• **What you will do**: What you return must be an exact copy of the lines in the listing below between the line holding "pub mod settings;" and the line holding "Square of side", inclusive, and nothing more.
+ + + + +
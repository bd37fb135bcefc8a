//! Deterministic simulation module
//!
//! All gameplay logic lives here. This module must be pure and deterministic:
//! - Fixed timestep only
//! - Injected RNG only
//! - Stable iteration order (maze wall list, ghost spawn order)
//! - No rendering or platform dependencies

pub mod actor;
pub mod collision;
pub mod error;
pub mod rect;
pub mod rng;
pub mod spawn;
pub mod state;
pub mod tick;

pub use actor::{Direction, Ghost, GhostColor, Player};
pub use collision::{contains, find_capture, intersects, resolve_wall_collisions, touches_cherry};
pub use error::SimError;
pub use rect::Rect;
pub use rng::{RandomSource, SimRng};
pub use spawn::{Playfield, generate_maze, spawn_cherry, spawn_cherry_in, spawn_ghosts};
pub use state::{GameEvent, GamePhase, GameState, GhostView, ResetCause, Snapshot};
pub use tick::{TickInput, tick};
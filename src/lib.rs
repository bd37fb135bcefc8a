//! Cherry Maze - a tiny maze arcade game
//!
//! Core modules:
//! - `sim`: Deterministic simulation (actors, collisions, spawning, ticking)
//! - `session`: Idle/Running lifecycle and the fixed-step scheduler
//! - `settings`: Data-driven configuration loaded from JSON

pub mod session;
pub mod settings;
pub mod sim;

pub use session::{Command, Session};
pub use settings::Settings;

/// Game configuration constants
pub mod consts {
    use glam::IVec2;

    /// Fixed simulation interval in milliseconds (10 Hz)
    pub const TICK_INTERVAL_MS: u64 = 100;
    /// Maximum ticks run per `advance` call to prevent spiral of death
    pub const MAX_SUBSTEPS: u32 = 8;

    /// Default playfield dimensions (the original window size)
    pub const PLAYFIELD_WIDTH: i32 = 600;
    pub const PLAYFIELD_HEIGHT: i32 = 600;

    /// Player defaults
    pub const PLAYER_START: IVec2 = IVec2::new(100, 100);
    pub const PLAYER_SIZE: i32 = 20;
    /// Distance covered per tick along the held direction
    pub const PLAYER_SPEED: i32 = 5;

    /// Ghost defaults
    pub const GHOST_SIZE: i32 = 20;
    pub const GHOST_COUNT: usize = 3;

    /// Cherry defaults
    pub const CHERRY_SIZE: i32 = 10;
    pub const CHERRY_REWARD: u32 = 300;
}
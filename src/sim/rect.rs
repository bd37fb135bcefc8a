//! Axis-aligned rectangles for walls, actors and the cherry
//!
//! A rectangle is defined in screen space (y grows downward) by:
//! - x, y: top-left corner
//! - w, h: extent to the right and downward

use glam::IVec2;
use serde::{Deserialize, Serialize};

/// An axis-aligned rectangle with integer coordinates
#[derive(Debug, Clone, Copy, PartialEq, Eq, Hash, Serialize, Deserialize)]
pub struct Rect {
    pub x: i32,
    pub y: i32,
    pub w: i32,
    pub h: i32,
}

impl Rect {
    pub const fn new(x: i32, y: i32, w: i32, h: i32) -> Self {
        Self { x, y, w, h }
    }

    /// Square of side `size` anchored at `pos`
    pub const fn square(pos: IVec2, size: i32) -> Self {
        Self::new(pos.x, pos.y, size, size)
    }

    #[inline]
    pub fn origin(&self) -> IVec2 {
        IVec2::new(self.x, self.y)
    }

    /// Exclusive right edge
    #[inline]
    pub fn right(&self) -> i32 {
        self.x + self.w
    }

    /// Exclusive bottom edge
    #[inline]
    pub fn bottom(&self) -> i32 {
        self.y + self.h
    }

    /// Center point, rounded toward the origin
    #[inline]
    pub fn center(&self) -> IVec2 {
        IVec2::new(self.x + self.w / 2, self.y + self.h / 2)
    }

    #[inline]
    pub fn is_empty(&self) -> bool {
        self.w <= 0 || self.h <= 0
    }

    /// Half-open containment: the left/top edges are inside, right/bottom are not
    pub fn contains(&self, point: IVec2) -> bool {
        !self.is_empty()
            && point.x >= self.x
            && point.x < self.right()
            && point.y >= self.y
            && point.y < self.bottom()
    }

    /// Strict overlap test. Shared edges and zero-area rectangles never intersect.
    pub fn intersects(&self, other: &Rect) -> bool {
        if self.is_empty() || other.is_empty() {
            return false;
        }
        self.x < other.right()
            && other.x < self.right()
            && self.y < other.bottom()
            && other.y < self.bottom()
    }

    /// Same rectangle moved by `delta`
    pub fn translated(&self, delta: IVec2) -> Self {
        Self::new(self.x + delta.x, self.y + delta.y, self.w, self.h)
    }
}
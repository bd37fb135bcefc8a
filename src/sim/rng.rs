//! Injectable randomness for spawning and ghost movement
//!
//! Everything random in the simulation goes through [`RandomSource`], so a
//! seeded [`SimRng`] replays a run exactly.

use rand::{Rng, SeedableRng};
use rand_pcg::Pcg32;

/// Source of uniformly distributed integers
pub trait RandomSource {
    /// Uniform integer in `[low, high)`. Callers guarantee `low < high`.
    fn next_in(&mut self, low: i32, high: i32) -> i32;
}

/// Seeded PCG32 generator
#[derive(Debug, Clone)]
pub struct SimRng {
    seed: u64,
    rng: Pcg32,
}

impl SimRng {
    pub fn new(seed: u64) -> Self {
        Self {
            seed,
            rng: Pcg32::seed_from_u64(seed),
        }
    }

    /// Seed drawn from the thread-local OS-seeded generator
    pub fn from_entropy() -> Self {
        let seed: u64 = rand::rng().random();
        Self::new(seed)
    }

    pub fn seed(&self) -> u64 {
        self.seed
    }
}

impl RandomSource for SimRng {
    fn next_in(&mut self, low: i32, high: i32) -> i32 {
        self.rng.random_range(low..high)
    }
}

/// Replays a fixed list of offsets, cycling when exhausted.
///
/// Each draw returns `low + offset % (high - low)`.
#[cfg(test)]
#[derive(Debug, Clone)]
pub(crate) struct ScriptedRng {
    offsets: Vec<u32>,
    cursor: usize,
}

#[cfg(test)]
impl ScriptedRng {
    pub(crate) fn new(offsets: Vec<u32>) -> Self {
        Self { offsets, cursor: 0 }
    }
}

#[cfg(test)]
impl RandomSource for ScriptedRng {
    fn next_in(&mut self, low: i32, high: i32) -> i32 {
        let offset = self.offsets[self.cursor % self.offsets.len()];
        self.cursor += 1;
        low + (offset % (high - low) as u32) as i32
    }
}
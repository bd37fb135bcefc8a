//! Simulation error type

use core::fmt;

use crate::consts::CHERRY_SIZE;

#[derive(Clone, Copy, Debug, PartialEq, Eq)]
pub enum SimError {
    /// Playfield too small to hold a cherry (empty or negative spawn range)
    InvalidBounds { width: i32, height: i32 },
    /// Velocity outside {zero, the four cardinal steps}
    InvalidVelocity { dx: i32, dy: i32 },
    /// Tick interval of zero, which would never schedule a tick
    InvalidTickInterval,
}

impl fmt::Display for SimError {
    fn fmt(&self, f: &mut fmt::Formatter<'_>) -> fmt::Result {
        match self {
            Self::InvalidBounds { width, height } => write!(
                f,
                "invalid playfield bounds {width}x{height}: both sides must exceed {CHERRY_SIZE}"
            ),
            Self::InvalidVelocity { dx, dy } => {
                write!(f, "invalid velocity ({dx}, {dy}): not a cardinal step or zero")
            }
            Self::InvalidTickInterval => write!(f, "tick interval must be at least 1 ms"),
        }
    }
}

impl std::error::Error for SimError {}

#[cfg(test)]
mod tests {
    use super::*;

    #[test]
    fn test_display() {
        let err = SimError::InvalidBounds { width: 0, height: 600 };
        assert_eq!(
            err.to_string(),
            "invalid playfield bounds 0x600: both sides must exceed 10"
        );
    }
}
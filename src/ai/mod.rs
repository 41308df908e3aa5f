//! AI module for commit messages
//!
//! Provides:
//! - The `MessageGenerator` capability and template fallback
//! - Prompt building with truncated diff context
//! - Chat completion clients (OpenAI-compatible, Anthropic)

mod message;
mod providers;

pub use message::{
    build_prompt, commit_message, template_message, truncate_chars, MessageGenerator, CONTEXT_LIMIT,
};
pub use providers::{AiClient, AiConfig, AiProvider};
+ + + + +
• **Reply to the task**:
pub mod settings;
pub mod sim;

pub use session::{Command, Session};
pub use settings::Settings;

/// Game configuration constants
pub mod consts {
    use glam::IVec2;

    /// Fixed simulation interval in milliseconds (10 Hz)
    pub const TICK_INTERVAL_MS: u64 = 100;
    /// Maximum ticks run per `advance` call to prevent spiral of death
    pub const MAX_SUBSTEPS: u32 = 8;

    /// Default playfield dimensions (the original window size)
    pub const PLAYFIELD_WIDTH: i32 = 600;
    pub const PLAYFIELD_HEIGHT: i32 = 600;

    /// Player defaults
    pub const PLAYER_START: IVec2 = IVec2::new(100, 100);
    pub const PLAYER_SIZE: i32 = 20;
    /// Distance covered per tick along the held direction
    pub const PLAYER_SPEED: i32 = 5;

    /// Ghost defaults
    pub const GHOST_SIZE: i32 = 20;
    pub const GHOST_COUNT: usize = 3;

    /// Cherry defaults
    pub const CHERRY_SIZE: i32 = 10;
    pub const CHERRY_REWARD: u32 = 300;
}
filename src/sim/rect.rs
repository bd37fb135bcefc8a
//! Axis-aligned rectangles for walls, actors and the cherry
//!
//! A rectangle is defined in screen space (y grows downward) by:
//! - x, y: top-left corner
//! - w, h: extent to the right and downward

use glam::IVec2;
use serde::{Deserialize, Serialize};

/// An axis-aligned rectangle with integer coordinates
#[derive(Debug, Clone, Copy, PartialEq, Eq, Hash, Serialize, Deserialize)]
pub struct Rect {
    pub x: i32,
    pub y: i32,
    pub w: i32,
    pub h: i32,
}

impl Rect {
    pub const fn new(x: i32, y: i32, w: i32, h: i32) -> Self {
        Self { x, y, w, h }
    }

    /// Square of side `size` anchored at `pos`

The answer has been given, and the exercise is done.